• Task item:
Give back the records in full, with every line exactly as it was.

[Collected data]
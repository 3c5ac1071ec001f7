use std::sync::Arc;

pub use self::args_descriptor::{
    ArgumentsDescriptor, ArgumentsDescriptorTable, NamedArgument, ARGS_DESC_COUNT_OFFSET,
    ARGS_DESC_FIRST_NAMED_OFFSET, ARGS_DESC_NAMED_ENTRY_SIZE, ARGS_DESC_NAME_OFFSET,
    ARGS_DESC_POSITIONAL_COUNT_OFFSET, ARGS_DESC_POSITION_OFFSET,
};
pub use self::deopt_table::{
    DeoptFrames, DeoptInfo, DeoptInfoId, DeoptInstr, DeoptReason, DeoptTable, FrameSlot,
    OptimizedFrame,
};
pub use self::ic_data::{ICCheck, ICData};
pub use self::megamorphic_cache::{
    MegamorphicCache, MegamorphicCacheTable, ProbeResult, MEGAMORPHIC_BUCKETS_OFFSET,
    MEGAMORPHIC_ENTRY_CLASS_ID_OFFSET, MEGAMORPHIC_ENTRY_TARGET_OFFSET, MEGAMORPHIC_MASK_OFFSET,
};
pub use self::stubs::{RuntimeEntry, StubKind};
pub use self::subtype_test_cache::{
    instance_of_slow, SubtypeTestCache, SubtypeTestKey, SubtypeTestKind,
};

mod args_descriptor;
mod deopt_table;
mod ic_data;
mod megamorphic_cache;
mod stubs;
mod subtype_test_cache;

use crate::flags::Flags;
use crate::il::Function;
use crate::object_model::ObjectModel;

/// Everything a compilation may touch outside of its own function: flags,
/// class metadata and the process-wide tables. Tests hand in fresh tables to
/// stay isolated from each other.
pub struct CompilationContext {
    pub flags: Flags,
    pub object_model: Arc<dyn ObjectModel + Send + Sync>,
    pub deopt_table: Arc<DeoptTable>,
    pub megamorphic_caches: Arc<MegamorphicCacheTable>,
    pub arguments_descriptors: Arc<ArgumentsDescriptorTable>,
}

impl CompilationContext {
    pub fn new(
        flags: Flags,
        object_model: Arc<dyn ObjectModel + Send + Sync>,
        megamorphic_miss_handler: Arc<Function>,
    ) -> CompilationContext {
        let capacity = flags.megamorphic_initial_capacity;

        CompilationContext {
            flags,
            object_model,
            deopt_table: Arc::new(DeoptTable::new()),
            megamorphic_caches: Arc::new(MegamorphicCacheTable::new(
                megamorphic_miss_handler,
                capacity,
            )),
            arguments_descriptors: Arc::new(ArgumentsDescriptorTable::new()),
        }
    }
}
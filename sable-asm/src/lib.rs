pub mod inst;

pub use crate::inst::{Cond, FWidth, Inst, Mem, PoolIndex, RuntimeId, ScaleFactor, StubId};

use std::convert::TryInto;
use std::fmt;

#[derive(Copy, Clone, PartialEq, Eq, PartialOrd, Ord, Hash, Debug)]
pub struct Reg(pub u8);

impl Reg {
    pub fn idx(self) -> usize {
        self.0 as usize
    }
}

impl fmt::Display for Reg {
    fn fmt(&self, f: &mut fmt::Formatter) -> fmt::Result {
        write!(f, "r{}", self.0)
    }
}

#[derive(Copy, Clone, PartialEq, Eq, PartialOrd, Ord, Hash, Debug)]
pub struct FReg(pub u8);

impl FReg {
    pub fn idx(self) -> usize {
        self.0 as usize
    }
}

impl fmt::Display for FReg {
    fn fmt(&self, f: &mut fmt::Formatter) -> fmt::Result {
        write!(f, "v{}", self.0)
    }
}

#[derive(Copy, Clone, PartialEq, Eq, Hash, Debug)]
pub struct Label(usize);

impl Label {
    pub fn idx(self) -> usize {
        self.0
    }
}

struct AssemblerBuffer {
    insts: Vec<Inst>,
    labels: Vec<Option<u32>>,
}

impl AssemblerBuffer {
    fn new() -> AssemblerBuffer {
        AssemblerBuffer {
            insts: Vec::new(),
            labels: Vec::new(),
        }
    }

    fn create_label(&mut self) -> Label {
        self.labels.push(None);

        Label(self.labels.len() - 1)
    }

    fn create_and_bind_label(&mut self) -> Label {
        self.labels.push(Some(self.position()));
        Label(self.labels.len() - 1)
    }

    fn bind_label(&mut self, lbl: Label) {
        let Label(idx) = lbl;
        assert!(self.labels[idx].is_none(), "label bound twice");
        self.labels[idx] = Some(self.position());
    }

    fn offset(&self, lbl: Label) -> Option<u32> {
        let Label(idx) = lbl;
        self.labels[idx]
    }

    fn position(&self) -> u32 {
        self.insts.len().try_into().expect("code too large")
    }

    fn emit(&mut self, inst: Inst) {
        self.insts.push(inst);
    }
}

/// Records abstract machine operations. Offsets handed out by `position()`
/// count emitted instructions, so a return address is the offset directly
/// following a call.
pub struct Assembler {
    buffer: AssemblerBuffer,
}

impl Assembler {
    pub fn new() -> Assembler {
        Assembler {
            buffer: AssemblerBuffer::new(),
        }
    }

    pub fn create_label(&mut self) -> Label {
        self.buffer.create_label()
    }

    pub fn create_and_bind_label(&mut self) -> Label {
        self.buffer.create_and_bind_label()
    }

    pub fn bind_label(&mut self, lbl: Label) {
        self.buffer.bind_label(lbl);
    }

    pub fn offset(&self, lbl: Label) -> Option<u32> {
        self.buffer.offset(lbl)
    }

    pub fn is_bound(&self, lbl: Label) -> bool {
        self.buffer.offset(lbl).is_some()
    }

    pub fn position(&self) -> u32 {
        self.buffer.position()
    }

    pub fn emit(&mut self, inst: Inst) {
        self.buffer.emit(inst);
    }

    pub fn insts(&self) -> &[Inst] {
        &self.buffer.insts
    }

    /// Resolves all labels. Fails with the first label that is referenced by
    /// a branch but was never bound.
    pub fn finalize(self) -> Result<AssembledCode, Label> {
        let AssemblerBuffer { insts, labels } = self.buffer;

        for inst in &insts {
            if let Some(lbl) = inst.label() {
                if labels[lbl.idx()].is_none() {
                    return Err(lbl);
                }
            }
        }

        let labels = labels.into_iter().map(|l| l.unwrap_or(u32::MAX)).collect();

        Ok(AssembledCode { insts, labels })
    }
}

pub struct AssembledCode {
    insts: Vec<Inst>,
    labels: Vec<u32>,
}

impl AssembledCode {
    pub fn insts(&self) -> &[Inst] {
        &self.insts
    }

    pub fn into_insts(self) -> Vec<Inst> {
        self.insts
    }

    pub fn label_offset(&self, lbl: Label) -> Option<u32> {
        match self.labels[lbl.idx()] {
            u32::MAX => None,
            offset => Some(offset),
        }
    }

    pub fn len(&self) -> usize {
        self.insts.len()
    }

    pub fn is_empty(&self) -> bool {
        self.insts.is_empty()
    }
}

• Response below:
repository 3c5ac1071ec001f7
use std::sync::Arc;

pub use self::args_descriptor::{
    ArgumentsDescriptor, ArgumentsDescriptorTable, NamedArgument, ARGS_DESC_COUNT_OFFSET,
    ARGS_DESC_FIRST_NAMED_OFFSET, ARGS_DESC_NAMED_ENTRY_SIZE, ARGS_DESC_NAME_OFFSET,
    ARGS_DESC_POSITIONAL_COUNT_OFFSET, ARGS_DESC_POSITION_OFFSET,
};
pub use self::deopt_table::{
    DeoptFrames, DeoptInfo, DeoptInfoId, DeoptInstr, DeoptReason, DeoptTable, FrameSlot,
    OptimizedFrame,
};
pub use self::ic_data::{ICCheck, ICData};
pub use self::megamorphic_cache::{
    MegamorphicCache, MegamorphicCacheTable, ProbeResult, MEGAMORPHIC_BUCKETS_OFFSET,
    MEGAMORPHIC_ENTRY_CLASS_ID_OFFSET, MEGAMORPHIC_ENTRY_TARGET_OFFSET, MEGAMORPHIC_MASK_OFFSET,
};
pub use self::stubs::{RuntimeEntry, StubKind};
pub use self::subtype_test_cache::{
    instance_of_slow, SubtypeTestCache, SubtypeTestKey, SubtypeTestKind,
};

mod args_descriptor;
mod deopt_table;
mod ic_data;
mod megamorphic_cache;
mod stubs;
mod subtype_test_cache;

use crate::flags::Flags;
use crate::il::Function;
use crate::object_model::ObjectModel;

/// Everything a compilation may touch outside of its own function: flags,
/// class metadata and the process-wide tables. Tests hand in fresh tables to
/// stay isolated from each other.
pub struct CompilationContext {
    pub flags: Flags,
    pub object_model: Arc<dyn ObjectModel + Send + Sync>,
    pub deopt_table: Arc<DeoptTable>,
    pub megamorphic_caches: Arc<MegamorphicCacheTable>,
    pub arguments_descriptors: Arc<ArgumentsDescriptorTable>,
}

impl CompilationContext {
    pub fn new(
        flags: Flags,
        object_model: Arc<dyn ObjectModel + Send + Sync>,
        megamorphic_miss_handler: Arc<Function>,
    ) -> CompilationContext {
        let capacity = flags.megamorphic_initial_capacity;

        CompilationContext {
            flags,
            object_model,
            deopt_table: Arc::new(DeoptTable::new()),
            megamorphic_caches: Arc::new(MegamorphicCacheTable::new(
                megamorphic_miss_handler,
                capacity,
            )),
            arguments_descriptors: Arc::new(ArgumentsDescriptorTable::new()),
        }
    }
}
filename sable-asm/src/lib.rs
pub mod inst;

pub use crate::inst::{Cond, FWidth, Inst, Mem, PoolIndex, RuntimeId, ScaleFactor, StubId};

use std::convert::TryInto;
use std::fmt;

#[derive(Copy, Clone, PartialEq, Eq, PartialOrd, Ord, Hash, Debug)]
pub struct Reg(pub u8);

impl Reg {
    pub fn idx(self) -> usize {
        self.0 as usize
    }
}

impl fmt::Display for Reg {
    fn fmt(&self, f: &mut fmt::Formatter) -> fmt::Result {
        write!(f, "r{}", self.0)
    }
}

#[derive(Copy, Clone, PartialEq, Eq, PartialOrd, Ord, Hash, Debug)]
pub struct FReg(pub u8);

impl FReg {
    pub fn idx(self) -> usize {
        self.0 as usize
    }
}

impl fmt::Display for FReg {
    fn fmt(&self, f: &mut fmt::Formatter) -> fmt::Result {
        write!(f, "v{}", self.0)
    }
}

#[derive(Copy, Clone, PartialEq, Eq, Hash, Debug)]
pub struct Label(usize);

impl Label {
    pub fn idx(self) -> usize {
        self.0
    }
}

struct AssemblerBuffer {
    insts: Vec<Inst>,
    labels: Vec<Option<u32>>,
}

impl AssemblerBuffer {
    fn new() -> AssemblerBuffer {
        AssemblerBuffer {
            insts: Vec::new(),
            labels: Vec::new(),
        }
    }

    fn create_label(&mut self) -> Label {
        self.labels.push(None);

        Label(self.labels.len() - 1)
    }

    fn create_and_bind_label(&mut self) -> Label {
        self.labels.push(Some(self.position()));
        Label(self.labels.len() - 1)
    }

    fn bind_label(&mut self, lbl: Label) {
        let Label(idx) = lbl;
        assert!(self.labels[idx].is_none(), "label bound twice");
        self.labels[idx] = Some(self.position());
    }

    fn offset(&self, lbl: Label) -> Option<u32> {
        let Label(idx) = lbl;
        self.labels[idx]
    }

    fn position(&self) -> u32 {
        self.insts.len().try_into().expect("code too large")
    }

    fn emit(&mut self, inst: Inst) {
        self.insts.push(inst);
    }
}

/// Records abstract machine operations. Offsets handed out by `position()`
/// count emitted instructions, so a return address is the offset directly
/// following a call.
pub struct Assembler {
    buffer: AssemblerBuffer,
}

impl Assembler {
    pub fn new() -> Assembler {
        Assembler {
            buffer: AssemblerBuffer::new(),
        }
    }

    pub fn create_label(&mut self) -> Label {
        self.buffer.create_label()
    }

    pub fn create_and_bind_label(&mut self) -> Label {
        self.buffer.create_and_bind_label()
    }

    pub fn bind_label(&mut self, lbl: Label) {
        self.buffer.bind_label(lbl);
    }

    pub fn offset(&self, lbl: Label) -> Option<u32> {
        self.buffer.offset(lbl)
    }

    pub fn is_bound(&self, lbl: Label) -> bool {
        self.buffer.offset(lbl).is_some()
    }

    pub fn position(&self) -> u32 {
        self.buffer.position()
    }

    pub fn emit(&mut self, inst: Inst) {
        self.buffer.emit(inst);
    }

    pub fn insts(&self) -> &[Inst] {
        &self.buffer.insts
    }

    /// Resolves all labels. Fails with the first label that is referenced by
    /// a branch but was never bound.
    pub fn finalize(self) -> Result<AssembledCode, Label> {
        let AssemblerBuffer { insts, labels } = self.buffer;

        for inst in &insts {
            if let Some(lbl) = inst.label() {
                if labels[lbl.idx()].is_none() {
                    return Err(lbl);
                }
            }
        }

        let labels = labels.into_iter().map(|l| l.unwrap_or(u32::MAX)).collect();

        Ok(AssembledCode { insts, labels })
    }
}

pub struct AssembledCode {
    insts: Vec<Inst>,
    labels: Vec<u32>,
}

impl AssembledCode {
    pub fn insts(&self) -> &[Inst] {
        &self.insts
    }

    pub fn into_insts(self) -> Vec<Inst> {
        self.insts
    }

    pub fn label_offset(&self, lbl: Label) -> Option<u32> {
        match self.labels[lbl.idx()] {
            u32::MAX => None,
            offset => Some(offset),
        }
    }

    pub fn len(&self) -> usize {
        self.insts.len()
    }

    pub fn is_empty(&self) -> bool {
        self.insts.is_empty()
    }
}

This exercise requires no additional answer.